━━ Data to process ━━

#[cfg(test)]
mod tests {
    use std::collections::BTreeSet;
    use std::fs;
    use std::os::unix::fs::PermissionsExt;

    use similar_asserts::assert_eq;
    use test_log::test;

    use super::*;
    use crate::hardware::device::sample_device;
    use crate::hardware::FileKind;

    fn devices(indices: &[u64]) -> DeviceSet {
        indices
            .iter()
            .map(|i| {
                let device = sample_device(*i);
                (device.uid.clone(), device)
            })
            .collect()
    }

    fn library_mount(path: &str, kind: FileKind) -> MountRecord {
        MountRecord {
            name: "libcxi".to_string(),
            host_path: PathBuf::from(path),
            container_path: PathBuf::from(path),
            options: vec!["ro".to_string()],
            kind,
        }
    }

    fn host() -> Arc<HostConfig> {
        Arc::new(HostConfig::default())
    }

    #[test]
    fn aggregates_every_device_under_all() {
        let manifest = build_manifest(&host(), &devices(&[1, 0, 2]), &[], &[]);

        let names: Vec<&str> = manifest.devices.iter().map(|d| d.name.as_str()).collect();
        assert_eq!(names, vec!["0", "1", "2", "all"]);

        let (all, individual) = manifest.devices.split_last().expect("has entries");
        let union: Vec<DeviceNode> = individual
            .iter()
            .flat_map(|d| d.container_edits.device_nodes.clone())
            .collect();
        assert_eq!(all.container_edits.device_nodes, union);

        assert_eq!(
            individual[2].container_edits.device_nodes,
            vec![DeviceNode {
                path: "/dev/cxi2".to_string(),
                host_path: Some("/dev/cxi2".to_string()),
                node_type: Some("c".to_string()),
            }]
        );
    }

    #[test]
    fn container_wide_edits() {
        let mounts = vec![
            library_mount("/usr/lib64/libcxi.so", FileKind::Symlink),
            library_mount("/usr/lib64/libcxi.so.1", FileKind::Regular),
        ];
        let env = vec!["FI_PROVIDER=cxi".to_string()];
        let manifest = build_manifest(&host(), &devices(&[0]), &mounts, &env);

        assert_eq!(manifest.kind, "hpe.com/cxi");
        assert_eq!(manifest.version, "0.5.0");
        assert_eq!(manifest.container_edits.env, env);
        assert_eq!(
            manifest.container_edits.device_nodes,
            vec![DeviceNode {
                path: "/dev/xpmem".to_string(),
                host_path: Some("/dev/xpmem".to_string()),
                node_type: Some("c".to_string()),
            }]
        );
        assert_eq!(
            manifest.container_edits.mounts[0],
            Mount {
                host_path: "/usr/lib64/libcxi.so".to_string(),
                container_path: "/usr/lib64/libcxi.so".to_string(),
                options: vec!["ro", "nosuid", "nodev", "bind", "relatime"]
                    .into_iter()
                    .map(String::from)
                    .collect(),
                mount_type: Some("l".to_string()),
            }
        );
        assert_eq!(
            manifest.container_edits.mounts[1].mount_type.as_deref(),
            Some("-")
        );
    }

    #[test]
    fn no_devices_still_has_all_entry() {
        let manifest = build_manifest(&host(), &DeviceSet::new(), &[], &[]);
        assert_eq!(manifest.devices.len(), 1);
        assert_eq!(manifest.devices[0].name, ALL_DEVICES);
        assert!(manifest.devices[0].container_edits.device_nodes.is_empty());
        assert!(manifest.container_edits.env.is_empty());
    }

    #[test]
    fn creates_manifest_when_absent() {
        let dir = tempfile::tempdir().expect("should create temp dir");
        let synchronizer = ManifestSynchronizer::new(
            ManifestStore::new(dir.path()),
            host(),
            ReconcilePolicy::Keep,
        );

        let outcome = synchronizer
            .sync(&devices(&[0, 1]), &[], &[])
            .expect("should sync");
        let path = dir.path().join("hpe.com-cxi.yaml");
        assert_eq!(outcome, SyncOutcome::Created(path.clone()));

        let mode = fs::metadata(&path).expect("should stat").permissions().mode();
        assert_eq!(mode & 0o044, 0o044);

        let stored = synchronizer
            .store()
            .manifests_of_kind(MANIFEST_KIND)
            .expect("should load");
        assert_eq!(stored.len(), 1);
        assert_eq!(stored[0].manifest.devices.len(), 3);
    }

    #[test]
    fn keep_leaves_existing_manifest_alone() {
        let dir = tempfile::tempdir().expect("should create temp dir");
        let store = ManifestStore::new(dir.path());
        let synchronizer = ManifestSynchronizer::new(store.clone(), host(), ReconcilePolicy::Keep);

        synchronizer
            .sync(&devices(&[0]), &[], &[])
            .expect("first sync");
        let path = dir.path().join("hpe.com-cxi.yaml");
        let before = fs::read_to_string(&path).expect("should read");

        let outcome = synchronizer
            .sync(&devices(&[0, 1, 2]), &[], &[])
            .expect("second sync");
        assert_eq!(outcome, SyncOutcome::Kept(vec![path.clone()]));
        assert_eq!(fs::read_to_string(&path).expect("should read"), before);
    }

    #[test]
    fn replace_rewrites_stale_manifest() {
        let dir = tempfile::tempdir().expect("should create temp dir");
        let store = ManifestStore::new(dir.path());
        ManifestSynchronizer::new(store.clone(), host(), ReconcilePolicy::Keep)
            .sync(&devices(&[0]), &[], &[])
            .expect("first sync");

        let synchronizer =
            ManifestSynchronizer::new(store.clone(), host(), ReconcilePolicy::Replace);
        let path = dir.path().join("hpe.com-cxi.yaml");

        let outcome = synchronizer
            .sync(&devices(&[0, 1]), &[], &[])
            .expect("replace sync");
        assert_eq!(
            outcome,
            SyncOutcome::Replaced {
                written: Some(path.clone()),
                removed: vec![],
            }
        );

        let stored = store.manifests_of_kind(MANIFEST_KIND).expect("should load");
        let names: BTreeSet<&str> = stored[0]
            .manifest
            .devices
            .iter()
            .map(|d| d.name.as_str())
            .collect();
        assert_eq!(names, BTreeSet::from(["0", "1", "all"]));

        let outcome = synchronizer
            .sync(&devices(&[0, 1]), &[], &[])
            .expect("no-op sync");
        assert_eq!(
            outcome,
            SyncOutcome::Replaced {
                written: None,
                removed: vec![],
            }
        );
    }

    #[test]
    fn replace_keeps_a_single_manifest_per_kind() {
        let dir = tempfile::tempdir().expect("should create temp dir");
        let store = ManifestStore::new(dir.path());
        let stale = build_manifest(&host(), &devices(&[0]), &[], &[]);
        let canonical = store.write(&stale, "hpe.com-cxi").expect("should write");
        let legacy = store.write(&stale, "legacy-cxi").expect("should write");

        let outcome = ManifestSynchronizer::new(store.clone(), host(), ReconcilePolicy::Replace)
            .sync(&devices(&[0, 1]), &[], &[])
            .expect("replace sync");
        assert_eq!(
            outcome,
            SyncOutcome::Replaced {
                written: Some(canonical.clone()),
                removed: vec![legacy.clone()],
            }
        );

        let stored = store.manifests_of_kind(MANIFEST_KIND).expect("should load");
        assert_eq!(stored.len(), 1);
        assert_eq!(stored[0].path, canonical);
        assert_eq!(stored[0].manifest.devices.len(), 3);
        assert!(!legacy.exists());
    }

    #[test]
    fn replace_moves_a_lone_legacy_manifest_to_the_canonical_name() {
        let dir = tempfile::tempdir().expect("should create temp dir");
        let store = ManifestStore::new(dir.path());
        let current = build_manifest(&host(), &devices(&[0]), &[], &[]);
        let legacy = store.write(&current, "legacy-cxi").expect("should write");

        let outcome = ManifestSynchronizer::new(store.clone(), host(), ReconcilePolicy::Replace)
            .sync(&devices(&[0]), &[], &[])
            .expect("replace sync");
        assert_eq!(
            outcome,
            SyncOutcome::Replaced {
                written: Some(store.path_for("hpe.com-cxi")),
                removed: vec![legacy],
            }
        );
        assert_eq!(
            store.manifests_of_kind(MANIFEST_KIND).expect("should load").len(),
            1
        );
    }

    #[test]
    fn other_vendors_do_not_count_as_existing() {
        let dir = tempfile::tempdir().expect("should create temp dir");
        fs::write(
            dir.path().join("nvidia.yaml"),
            "cdiVersion: 0.5.0\nkind: nvidia.com/gpu\ndevices: []\n",
        )
        .expect("should write");

        let synchronizer = ManifestSynchronizer::new(
            ManifestStore::new(dir.path()),
            host(),
            ReconcilePolicy::Keep,
        );
        let outcome = synchronizer
            .sync(&devices(&[0]), &[], &[])
            .expect("should sync");
        assert!(matches!(outcome, SyncOutcome::Created(_)));
    }
}
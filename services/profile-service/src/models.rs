use chrono::{DateTime, Utc};
use serde::{Deserialize, Serialize};
use sqlx::types::Json;
use uuid::Uuid;
use validator::Validate;

#[derive(Debug, Clone, Default, Serialize, Deserialize)]
pub struct Preferences {
    #[serde(skip_serializing_if = "Option::is_none")]
    pub language: Option<String>,
    #[serde(skip_serializing_if = "Option::is_none")]
    pub subtitles: Option<bool>,
    #[serde(skip_serializing_if = "Option::is_none")]
    pub autoplay: Option<bool>,
    #[serde(skip_serializing_if = "Option::is_none")]
    pub quality: Option<String>,
}

#[derive(Debug, Clone, Serialize, sqlx::FromRow)]
pub struct Profile {
    pub id: Uuid,
    pub user_id: Uuid,
    pub display_name: Option<String>,
    pub avatar: Option<String>,
    pub bio: Option<String>,
    pub preferences: Json<Preferences>,
    pub created_at: DateTime<Utc>,
    pub updated_at: DateTime<Utc>,
}

#[derive(Debug, Deserialize, Validate)]
pub struct UpdateProfileRequest {
    #[validate(length(min = 1, max = 100))]
    pub display_name: Option<String>,
    #[validate(url)]
    pub avatar: Option<String>,
    #[validate(length(max = 1000))]
    pub bio: Option<String>,
    pub preferences: Option<Preferences>,
}

#[derive(Debug, Clone, Serialize, sqlx::FromRow)]
pub struct WatchlistEntry {
    pub id: Uuid,
    pub user_id: Uuid,
    pub video_id: Uuid,
    pub added_at: DateTime<Utc>,
}

#[derive(Debug, Clone, Serialize, sqlx::FromRow)]
pub struct HistoryEntry {
    pub id: Uuid,
    pub user_id: Uuid,
    pub video_id: Uuid,
    pub watched_at: DateTime<Utc>,
    pub duration: i32,
    pub progress: i32,
}

#[derive(Debug, Deserialize)]
pub struct RecordWatchRequest {
    #[serde(default)]
    pub duration: i32,
    #[serde(default)]
    pub progress: i32,
}
//! Recommendation cache integration tests.
//!
//! Require live Redis (REDIS_URL), so they are ignored by default. Run with:
//!
//!   cargo test -p recommendation-service -- --ignored

use std::sync::Arc;

use actix_web::{test, web, App};
use recommendation_service::handlers;
use recommendation_service::strategy::{RandomStrategy, RecommendationStrategy};
use redis_store::RedisPool;
use serde_json::Value;
use uuid::Uuid;

async fn spawn_app() -> impl actix_web::dev::Service<
    actix_http::Request,
    Response = actix_web::dev::ServiceResponse,
    Error = actix_web::Error,
> {
    let redis_url = std::env::var("REDIS_URL").expect("REDIS_URL must be set");
    let redis = RedisPool::connect(&redis_url).await.expect("redis connection");
    let strategy: Arc<dyn RecommendationStrategy> = Arc::new(RandomStrategy);

    test::init_service(
        App::new()
            .app_data(web::Data::new(redis.manager()))
            .app_data(web::Data::from(strategy))
            .configure(handlers::configure_routes),
    )
    .await
}

#[actix_web::test]
#[ignore]
async fn repeated_personalized_requests_hit_the_cache() {
    let app = spawn_app().await;
    let uri = format!("/personalized/{}?limit=15", Uuid::new_v4());

    // The stub strategy is randomized, so byte-equal repeats prove a cache hit.
    let req = test::TestRequest::get().uri(&uri).to_request();
    let first = test::call_and_read_body(&app, req).await;

    let req = test::TestRequest::get().uri(&uri).to_request();
    let second = test::call_and_read_body(&app, req).await;

    assert_eq!(first, second);
}

#[actix_web::test]
#[ignore]
async fn different_limits_are_distinct_cache_entries() {
    let app = spawn_app().await;
    let user_id = Uuid::new_v4();

    let req = test::TestRequest::get()
        .uri(&format!("/personalized/{user_id}?limit=5"))
        .to_request();
    let five: Value = test::call_and_read_body_json(&app, req).await;

    let req = test::TestRequest::get()
        .uri(&format!("/personalized/{user_id}?limit=7"))
        .to_request();
    let seven: Value = test::call_and_read_body_json(&app, req).await;

    assert_eq!(five["recommendations"].as_array().unwrap().len(), 5);
    assert_eq!(seven["recommendations"].as_array().unwrap().len(), 7);
}

#[actix_web::test]
#[ignore]
async fn trending_and_similar_respond_with_ranked_lists() {
    let app = spawn_app().await;

    let req = test::TestRequest::get().uri("/trending?limit=8").to_request();
    let body: Value = test::call_and_read_body_json(&app, req).await;
    let trending = body["trending"].as_array().unwrap();
    assert_eq!(trending.len(), 8);

    let req = test::TestRequest::get()
        .uri(&format!("/similar/{}?limit=4", Uuid::new_v4()))
        .to_request();
    let body: Value = test::call_and_read_body_json(&app, req).await;
    assert_eq!(body["similar"].as_array().unwrap().len(), 4);
}
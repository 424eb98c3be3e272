//! Unified Redis operations.
//!
//! Collapses the GET / SET-EX / DEL patterns every service repeats into one
//! place. JSON variants serialize through serde; a payload that fails to
//! decode is treated as a miss so a stale or foreign value can never poison a
//! read path.

use crate::{with_timeout, SharedConnectionManager};
use serde::de::DeserializeOwned;
use serde::Serialize;

/// Get a raw string value. `Ok(None)` when the key does not exist.
pub async fn get_string(
    redis: &SharedConnectionManager,
    key: &str,
) -> Result<Option<String>, redis::RedisError> {
    let mut conn = redis.lock().await;
    with_timeout(
        redis::cmd("GET")
            .arg(key)
            .query_async::<_, Option<String>>(&mut *conn),
    )
    .await
}

/// Set a raw string value with a TTL in seconds.
pub async fn set_string_ex(
    redis: &SharedConnectionManager,
    key: &str,
    value: &str,
    ttl_seconds: u64,
) -> Result<(), redis::RedisError> {
    let mut conn = redis.lock().await;
    with_timeout(
        redis::cmd("SET")
            .arg(key)
            .arg(value)
            .arg("EX")
            .arg(ttl_seconds)
            .query_async::<_, ()>(&mut *conn),
    )
    .await
}

/// Get and deserialize a cached JSON value.
pub async fn get_json<T: DeserializeOwned>(
    redis: &SharedConnectionManager,
    key: &str,
) -> Result<Option<T>, redis::RedisError> {
    let raw = get_string(redis, key).await?;
    match raw {
        Some(json) => match serde_json::from_str::<T>(&json) {
            Ok(value) => Ok(Some(value)),
            Err(err) => {
                tracing::warn!(key, error = %err, "discarding undecodable cache entry");
                Ok(None)
            }
        },
        None => Ok(None),
    }
}

/// Serialize and store a JSON value with a TTL in seconds.
pub async fn set_json_ex<T: Serialize>(
    redis: &SharedConnectionManager,
    key: &str,
    value: &T,
    ttl_seconds: u64,
) -> Result<(), redis::RedisError> {
    let json = serde_json::to_string(value).map_err(|err| {
        tracing::error!(key, error = %err, "failed to serialize value for cache");
        redis::RedisError::from((redis::ErrorKind::TypeError, "cache serialization failed"))
    })?;
    set_string_ex(redis, key, &json, ttl_seconds).await
}

/// Serialize and store a JSON value with a TTL, only if the key is absent.
/// Returns whether this call won the write; concurrent initializers converge
/// on a single stored value.
pub async fn set_json_nx_ex<T: Serialize>(
    redis: &SharedConnectionManager,
    key: &str,
    value: &T,
    ttl_seconds: u64,
) -> Result<bool, redis::RedisError> {
    let json = serde_json::to_string(value).map_err(|err| {
        tracing::error!(key, error = %err, "failed to serialize value for cache");
        redis::RedisError::from((redis::ErrorKind::TypeError, "cache serialization failed"))
    })?;
    let mut conn = redis.lock().await;
    let written: Option<String> = with_timeout(
        redis::cmd("SET")
            .arg(key)
            .arg(json)
            .arg("EX")
            .arg(ttl_seconds)
            .arg("NX")
            .query_async(&mut *conn),
    )
    .await?;
    Ok(written.is_some())
}

/// Delete a key. Deleting a missing key is not an error.
pub async fn delete(
    redis: &SharedConnectionManager,
    key: &str,
) -> Result<(), redis::RedisError> {
    let mut conn = redis.lock().await;
    with_timeout(redis::cmd("DEL").arg(key).query_async::<_, ()>(&mut *conn)).await
}

/// Fixed-window counter: INCR the key and, on the first hit of the window,
/// attach the expiry. Returns the post-increment count.
pub async fn incr_fixed_window(
    redis: &SharedConnectionManager,
    key: &str,
    window_seconds: u64,
) -> Result<u64, redis::RedisError> {
    let mut conn = redis.lock().await;
    let count: u64 =
        with_timeout(redis::cmd("INCR").arg(key).query_async(&mut *conn)).await?;
    if count == 1 {
        with_timeout(
            redis::cmd("EXPIRE")
                .arg(key)
                .arg(window_seconds)
                .query_async::<_, ()>(&mut *conn),
        )
        .await?;
    }
    Ok(count)
}
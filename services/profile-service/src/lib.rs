//! Profile service: per-account profile, watchlist, and watch history.
//! Every route requires a verified bearer credential; verification is
//! stateless and never consults the session store.

pub mod config;
pub mod handlers;
pub mod models;
pub mod notifications;
pub mod repo;
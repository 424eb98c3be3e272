//! Credential lifecycle: anonymous → issued → active → renewed/revoked/expired.

use actix_web::{web, HttpRequest, HttpResponse};
use argon2::password_hash::rand_core::OsRng;
use argon2::password_hash::{PasswordHash, PasswordHasher, PasswordVerifier, SaltString};
use argon2::Argon2;
use serde::{Deserialize, Serialize};
use serde_json::json;
use validator::Validate;

use api_core::{health_response, AppError, Result};
use auth_core::{bearer_token, TokenKeys};

use crate::db::{self, PublicUser};
use crate::session::SessionStore;

#[derive(Debug, Deserialize, Validate)]
pub struct RegisterRequest {
    #[validate(email)]
    pub email: String,
    #[validate(length(min = 8, message = "Password must be at least 8 characters"))]
    pub password: String,
    #[validate(length(min = 1))]
    pub first_name: Option<String>,
    #[validate(length(min = 1))]
    pub last_name: Option<String>,
}

#[derive(Debug, Deserialize, Validate)]
pub struct LoginRequest {
    #[validate(email)]
    pub email: String,
    #[validate(length(min = 1))]
    pub password: String,
}

#[derive(Debug, Deserialize)]
pub struct RefreshRequest {
    pub token: String,
}

#[derive(Debug, Serialize)]
struct AuthResponse {
    message: String,
    user: PublicUser,
    token: String,
}

fn hash_password(password: &str) -> Result<String> {
    let salt = SaltString::generate(&mut OsRng);
    Argon2::default()
        .hash_password(password.as_bytes(), &salt)
        .map(|hash| hash.to_string())
        .map_err(|err| AppError::Internal(format!("password hashing failed: {err}")))
}

/// Constant-time comparison against the stored salted hash.
fn verify_password(password: &str, stored_hash: &str) -> bool {
    match PasswordHash::new(stored_hash) {
        Ok(parsed) => Argon2::default()
            .verify_password(password.as_bytes(), &parsed)
            .is_ok(),
        Err(_) => false,
    }
}

/// POST /register
pub async fn register(
    pool: web::Data<sqlx::PgPool>,
    sessions: web::Data<SessionStore>,
    keys: web::Data<TokenKeys>,
    body: web::Json<RegisterRequest>,
) -> Result<HttpResponse> {
    body.validate()?;

    if db::find_by_email(&pool, &body.email).await?.is_some() {
        return Err(AppError::Conflict("Email already registered".to_string()));
    }

    let password_hash = hash_password(&body.password)?;
    let user = db::create_user(
        &pool,
        &body.email,
        &password_hash,
        body.first_name.as_deref(),
        body.last_name.as_deref(),
    )
    .await?;

    let token = keys
        .mint(user.id)
        .map_err(|err| AppError::Internal(err.to_string()))?;
    sessions.put(user.id, &token).await?;

    tracing::info!(user_id = %user.id, "new user registered");

    Ok(HttpResponse::Created().json(AuthResponse {
        message: "User registered successfully".to_string(),
        user: PublicUser::from(&user),
        token,
    }))
}

/// POST /login
///
/// Unknown account and wrong password produce the same generic failure.
pub async fn login(
    pool: web::Data<sqlx::PgPool>,
    sessions: web::Data<SessionStore>,
    keys: web::Data<TokenKeys>,
    body: web::Json<LoginRequest>,
) -> Result<HttpResponse> {
    body.validate()?;

    let user = db::find_by_email(&pool, &body.email)
        .await?
        .ok_or(AppError::Authentication)?;

    if !user.is_active {
        return Err(AppError::Authorization("Account is deactivated".to_string()));
    }

    if !verify_password(&body.password, &user.password_hash) {
        return Err(AppError::Authentication);
    }

    let token = keys
        .mint(user.id)
        .map_err(|err| AppError::Internal(err.to_string()))?;
    sessions.put(user.id, &token).await?;

    tracing::info!(user_id = %user.id, "user logged in");

    Ok(HttpResponse::Ok().json(AuthResponse {
        message: "Login successful".to_string(),
        user: PublicUser::from(&user),
        token,
    }))
}

/// POST /logout
///
/// Deletes the session record unconditionally. The presented token stays
/// stateless-valid elsewhere until its embedded expiry; only
/// revocation-sensitive operations notice immediately.
pub async fn logout(
    req: HttpRequest,
    sessions: web::Data<SessionStore>,
    keys: web::Data<TokenKeys>,
) -> Result<HttpResponse> {
    let token = req
        .headers()
        .get("Authorization")
        .and_then(|v| v.to_str().ok())
        .and_then(bearer_token)
        .ok_or_else(|| AppError::Authorization("Missing bearer token".to_string()))?;

    let claims = keys
        .verify(token)
        .map_err(|err| AppError::Authorization(err.to_string()))?;
    let subject = claims
        .subject_id()
        .map_err(|err| AppError::Authorization(err.to_string()))?;

    sessions.revoke(subject).await?;

    tracing::info!(user_id = %subject, "user logged out");

    Ok(HttpResponse::Ok().json(json!({ "message": "Logout successful" })))
}

/// POST /refresh
///
/// Renewal is revocation-sensitive: the presented token must be unexpired
/// and must still match the session record. No new token is minted otherwise.
pub async fn refresh(
    sessions: web::Data<SessionStore>,
    keys: web::Data<TokenKeys>,
    body: web::Json<RefreshRequest>,
) -> Result<HttpResponse> {
    let claims = keys
        .verify(&body.token)
        .map_err(|err| AppError::Authorization(err.to_string()))?;
    let subject = claims
        .subject_id()
        .map_err(|err| AppError::Authorization(err.to_string()))?;

    if !sessions.is_current(subject, &body.token).await? {
        return Err(AppError::Authorization("Invalid token".to_string()));
    }

    let token = keys
        .mint(subject)
        .map_err(|err| AppError::Internal(err.to_string()))?;
    sessions.put(subject, &token).await?;

    tracing::debug!(user_id = %subject, "token refreshed");

    Ok(HttpResponse::Ok().json(json!({ "token": token })))
}

/// GET /health
pub async fn health() -> HttpResponse {
    health_response("identity-service")
}

pub fn configure_routes(cfg: &mut web::ServiceConfig) {
    cfg.route("/health", web::get().to(health))
        .route("/register", web::post().to(register))
        .route("/login", web::post().to(login))
        .route("/logout", web::post().to(logout))
        .route("/refresh", web::post().to(refresh));
}

#[cfg(test)]
mod tests {
    use super::*;

    #[test]
    fn password_hash_round_trips() {
        let hash = hash_password("correct horse battery staple").unwrap();
        assert!(verify_password("correct horse battery staple", &hash));
        assert!(!verify_password("wrong password", &hash));
    }

    #[test]
    fn hashes_are_salted() {
        let a = hash_password("same-password").unwrap();
        let b = hash_password("same-password").unwrap();
        assert_ne!(a, b);
    }

    #[test]
    fn register_request_validation() {
        let bad_email = RegisterRequest {
            email: "not-an-email".to_string(),
            password: "long-enough-pw".to_string(),
            first_name: None,
            last_name: None,
        };
        assert!(bad_email.validate().is_err());

        let short_password = RegisterRequest {
            email: "user@example.com".to_string(),
            password: "short".to_string(),
            first_name: None,
            last_name: None,
        };
        assert!(short_password.validate().is_err());

        let ok = RegisterRequest {
            email: "user@example.com".to_string(),
            password: "long-enough-pw".to_string(),
            first_name: Some("Ada".to_string()),
            last_name: None,
        };
        assert!(ok.validate().is_ok());
    }
}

━━━

▶ Task prompt
Wherever the string "models" occurs in the listing, return the line it sits on.

▶ Result below
filename services/profile-service/src/models.rs
pub mod models;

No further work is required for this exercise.